--- Problem statement ---
Give back every entry below, exactly as written.

--- Excerpted records ---
// Copyright 2021 Datafuse Labs.
//
// Licensed under the Apache License, Version 2.0 (the "License");
// you may not use this file except in compliance with the License.
// You may obtain a copy of the License at
//
//     http://www.apache.org/licenses/LICENSE-2.0
//
// Unless required by applicable law or agreed to in writing, software
// distributed under the License is distributed on an "AS IS" BASIS,
// WITHOUT WARRANTIES OR CONDITIONS OF ANY KIND, either express or implied.
// See the License for the specific language governing permissions and
// limitations under the License.

use std::sync::Arc;
use std::sync::Mutex;

use common_exception::Result;

use crate::Runtime;
use crate::TrySpawn;

#[tokio::test(flavor = "multi_thread", worker_threads = 1)]
async fn test_runtime_spawn() -> Result<()> {
    let counter = Arc::new(Mutex::new(0));

    let runtime = Runtime::with_worker_threads(2)?;
    let inner = Arc::clone(&counter);
    let handle = runtime.spawn(async move {
        *inner.lock().unwrap() += 1;
    });
    handle.await.unwrap();

    assert_eq!(1, *counter.lock().unwrap());
    Ok(())
}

--- Reply ---
// Copyright 2021 Datafuse Labs.
//
// Licensed under the Apache License, Version 2.0 (the "License");
// you may not use this file except in compliance with the License.
// You may obtain a copy of the License at
//
//     http://www.apache.org/licenses/LICENSE-2.0
//
// Unless required by applicable law or agreed to in writing, software
// distributed under the License is distributed on an "AS IS" BASIS,
// WITHOUT WARRANTIES OR CONDITIONS OF ANY KIND, either express or implied.
// See the License for the specific language governing permissions and
// limitations under the License.

use std::sync::Arc;
use std::sync::Mutex;

use common_exception::Result;

use crate::Runtime;
use crate::TrySpawn;

#[tokio::test(flavor = "multi_thread", worker_threads = 1)]
async fn test_runtime_spawn() -> Result<()> {
    let counter = Arc::new(Mutex::new(0));

    let runtime = Runtime::with_worker_threads(2)?;
    let inner = Arc::clone(&counter);
    let handle = runtime.spawn(async move {
        *inner.lock().unwrap() += 1;
    });
    handle.await.unwrap();

    assert_eq!(1, *counter.lock().unwrap());
    Ok(())
}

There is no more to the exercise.